Respektiert zu werden, statt ignoriert zu werden, hat eindeutig einen langfristigen Einfluss auf uns und unsere Karriere. Was tun Sie also, wenn Sie das Gefühl haben, dass Ihr Chef Sie meidet und Ihre Ideen beiseite schiebt – vor allem, wenn der Wechsel plötzlich erfolgt?

Fordern Sie Ihre Perspektive heraus.

Bevor Sie wichtige Schlussfolgerungen über das Verhalten Ihres Chefs ziehen (z. B. „Sie mögen mich wirklich nicht mehr“), fragen Sie sich, ob sein Verhalten Ihnen gegenüber konstant war oder sich in letzter Zeit geändert hat. Es kann vorkommen, dass Sie aus Gründen, die wenig mit Ihnen oder ihrer Beziehung zu Ihnen zu tun haben, weniger Aufmerksamkeit und Zeit mit Ihrem Chef verbringen. Beginnen Sie damit, alle Annahmen, die Sie möglicherweise treffen, in Frage zu stellen, und überlegen Sie, ob es gültige Beweise gibt, die Ihre Sichtweise stützen.

Gehen Sie nicht von der Absicht Ihres Chefs aus.

Es ist leicht, auf schädliche Absichten zu schließen, warum Ihr Chef so handelt, wenn es in Wirklichkeit nichts mit Ihnen zu tun hat. Es könnte sein, dass ihre Arbeitsbelastung zugenommen hat oder sie einem enormen Druck von ihrem Chef ausgesetzt sind und Schwierigkeiten haben, damit umzugehen. Vielleicht haben sie nur wenig Zeit und wollen die Dinge schnell erledigen. Oder vielleicht haben sie es mit einer persönlichen Krise zu tun. Bevor Sie das Schlimmste annehmen, gehen Sie im Zweifelsfall vor und fragen Sie sich:

  • Hat mein Chef kürzlich ein großes Projekt bekommen, wenn er schon zu viel zu verwalten hat?
  • Arbeiten sie extrem lange Stunden, weil ihre Arbeitsbelastung nicht tragbar ist?
  • Haben sie einen neuen Chef, mit dem die Zusammenarbeit möglicherweise eine Herausforderung darstellt?
  • Haben sie wenig Ressourcen und tragen zu viel Verantwortung?
  • Könnte es Herausforderungen geben, denen sie zu Hause gegenüberstehen könnten?

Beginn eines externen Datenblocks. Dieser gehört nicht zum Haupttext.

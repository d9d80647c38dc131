use crate::constants::*;
use crate::cost_matrix::*;
use crate::error::PlannerError;
use crate::labels::*;
use crate::location::*;
use fnv::{FnvHashMap, FnvHashSet};
use serde::{Deserialize, Serialize};
use std::collections::BTreeMap;

/// First char of the packed coordinate alphabet. All `BASE + 0..=ROOM_AREA`
/// code points are plain, non-surrogate characters.
const PACKING_BASE: u32 = 0x4E00;

/// Planned locations grouped by role.
#[derive(Clone, Debug, Default, PartialEq, Eq)]
pub struct RoomPlan {
    locations: FnvHashMap<LocationType, FnvHashSet<Location>>,
}

impl RoomPlan {
    pub fn new() -> Self {
        Self::default()
    }

    /// Returns false if the location was already recorded under this label.
    pub fn add(&mut self, label: LocationType, loc: Location) -> bool {
        self.locations.entry(label).or_default().insert(loc)
    }

    pub fn remove(&mut self, label: LocationType, loc: Location) -> bool {
        let removed = self
            .locations
            .get_mut(&label)
            .map(|set| set.remove(&loc))
            .unwrap_or(false);
        if self.locations.get(&label).map(|s| s.is_empty()).unwrap_or(false) {
            self.locations.remove(&label);
        }
        removed
    }

    pub fn has(&self, label: LocationType, loc: Location) -> bool {
        self.locations
            .get(&label)
            .map(|set| set.contains(&loc))
            .unwrap_or(false)
    }

    pub fn has_any(&self, label: LocationType) -> bool {
        self.count(label) > 0
    }

    pub fn count(&self, label: LocationType) -> usize {
        self.locations.get(&label).map(|set| set.len()).unwrap_or(0)
    }

    /// Locations for a label, sorted so results are stable between calls.
    pub fn get_locations(&self, label: LocationType) -> Vec<Location> {
        let mut result: Vec<Location> = self
            .locations
            .get(&label)
            .map(|set| set.iter().copied().collect())
            .unwrap_or_default();
        result.sort_by_key(|loc| loc.linear_index());
        result
    }

    /// All labels recorded at a location.
    pub fn labels_at(&self, loc: Location) -> Vec<LocationType> {
        let mut labels: Vec<LocationType> = self
            .locations
            .iter()
            .filter(|(_, set)| set.contains(&loc))
            .map(|(label, _)| *label)
            .collect();
        labels.sort();
        labels
    }

    pub fn labels(&self) -> impl Iterator<Item = LocationType> + '_ {
        self.locations.keys().copied()
    }

    pub fn is_empty(&self) -> bool {
        self.locations.is_empty()
    }

    /// Whether any label at this location blocks movement.
    pub fn is_obstacle(&self, loc: Location) -> bool {
        self.locations
            .iter()
            .any(|(label, set)| label.is_obstacle() && set.contains(&loc))
    }

    /// Cost matrix for pathing through the finished layout: roads cost 1,
    /// obstacles are impassable, everything else uses terrain cost.
    pub fn navigation_matrix(&self) -> CostMatrix {
        let mut matrix = CostMatrix::new(0);
        for (label, set) in &self.locations {
            if label.is_road() {
                for loc in set {
                    if matrix.get(*loc) != MATRIX_OBSTACLE {
                        matrix.set(*loc, MATRIX_ROAD);
                    }
                }
            }
        }
        for (label, set) in &self.locations {
            if label.is_obstacle() {
                for loc in set {
                    matrix.set(*loc, MATRIX_OBSTACLE);
                }
            }
        }
        matrix
    }

    /// Packed per-label encoding, keyed by label key.
    pub fn to_packed(&self) -> BTreeMap<String, String> {
        self.locations
            .iter()
            .filter(|(_, set)| !set.is_empty())
            .map(|(label, set)| (label.key().to_string(), pack_locations(set.iter().copied())))
            .collect()
    }

    pub fn from_packed(packed: &BTreeMap<String, String>) -> Result<RoomPlan, PlannerError> {
        let mut plan = RoomPlan::new();
        for (key, encoded) in packed {
            let label = LocationType::from_key(key).ok_or_else(|| PlannerError::UnknownLabel(key.clone()))?;
            let locations =
                unpack_locations(encoded).ok_or_else(|| PlannerError::InvalidPacking(key.clone()))?;
            for loc in locations {
                plan.add(label, loc);
            }
        }
        Ok(plan)
    }
}

/// Encode locations as runs of consecutive linear indices, two chars per run.
pub fn pack_locations(locations: impl Iterator<Item = Location>) -> String {
    let mut indices: Vec<u32> = locations.map(|l| l.linear_index() as u32).collect();
    indices.sort_unstable();
    indices.dedup();

    let mut packed = String::new();
    let mut iter = indices.into_iter().peekable();
    while let Some(start) = iter.next() {
        let mut length = 1u32;
        while iter.peek() == Some(&(start + length)) {
            iter.next();
            length += 1;
        }
        for value in [start, length] {
            // Values stay below ROOM_AREA + 1, well inside the valid range.
            if let Some(c) = char::from_u32(PACKING_BASE + value) {
                packed.push(c);
            }
        }
    }
    packed
}

pub fn unpack_locations(packed: &str) -> Option<Vec<Location>> {
    let values: Vec<u32> = packed
        .chars()
        .map(|c| (c as u32).checked_sub(PACKING_BASE))
        .collect::<Option<_>>()?;
    if values.len() % 2 != 0 {
        return None;
    }

    let mut result = Vec::new();
    for run in values.chunks(2) {
        let (start, length) = (run[0] as usize, run[1] as usize);
        if length == 0 || start + length > ROOM_AREA {
            return None;
        }
        result.extend((start..start + length).map(Location::from_linear_index));
    }
    Some(result)
}

impl Serialize for RoomPlan {
    fn serialize<S>(&self, serializer: S) -> Result<S::Ok, S::Error>
    where
        S: serde::Serializer,
    {
        self.to_packed().serialize(serializer)
    }
}

impl<'de> Deserialize<'de> for RoomPlan {
    fn deserialize<D>(deserializer: D) -> Result<Self, D::Error>
    where
        D: serde::Deserializer<'de>,
    {
        let packed = BTreeMap::<String, String>::deserialize(deserializer)?;
        RoomPlan::from_packed(&packed).map_err(serde::de::Error::custom)
    }
}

Es lohnt sich zu prüfen, ob es anderen im Team genauso geht. Gehen Sie auf einen Kollegen Ihres Vertrauens zu und fragen Sie ihn: „Ist Ihnen in letzter Zeit etwas an [Name des Chefs] aufgefallen? Sie scheinen ein wenig losgelöst zu sein.“ Sie werden vielleicht feststellen, dass Sie nicht der Einzige sind, dem es so geht. Wenn Sie der Meinung sind, dass die Arbeitsbelastung Ihres Chefs ein Faktor ist (vielleicht ist er immer in Slack verfügbar oder sendet bis spät in die Nacht E-Mails), ist eine der besten Möglichkeiten, die Sie tun können, sich an Ihren Chef zu wenden und ihn zu fragen, ob Sie noch mehr tun können Ihnen helfen. Sie werden es zu schätzen wissen, dass Sie einchecken.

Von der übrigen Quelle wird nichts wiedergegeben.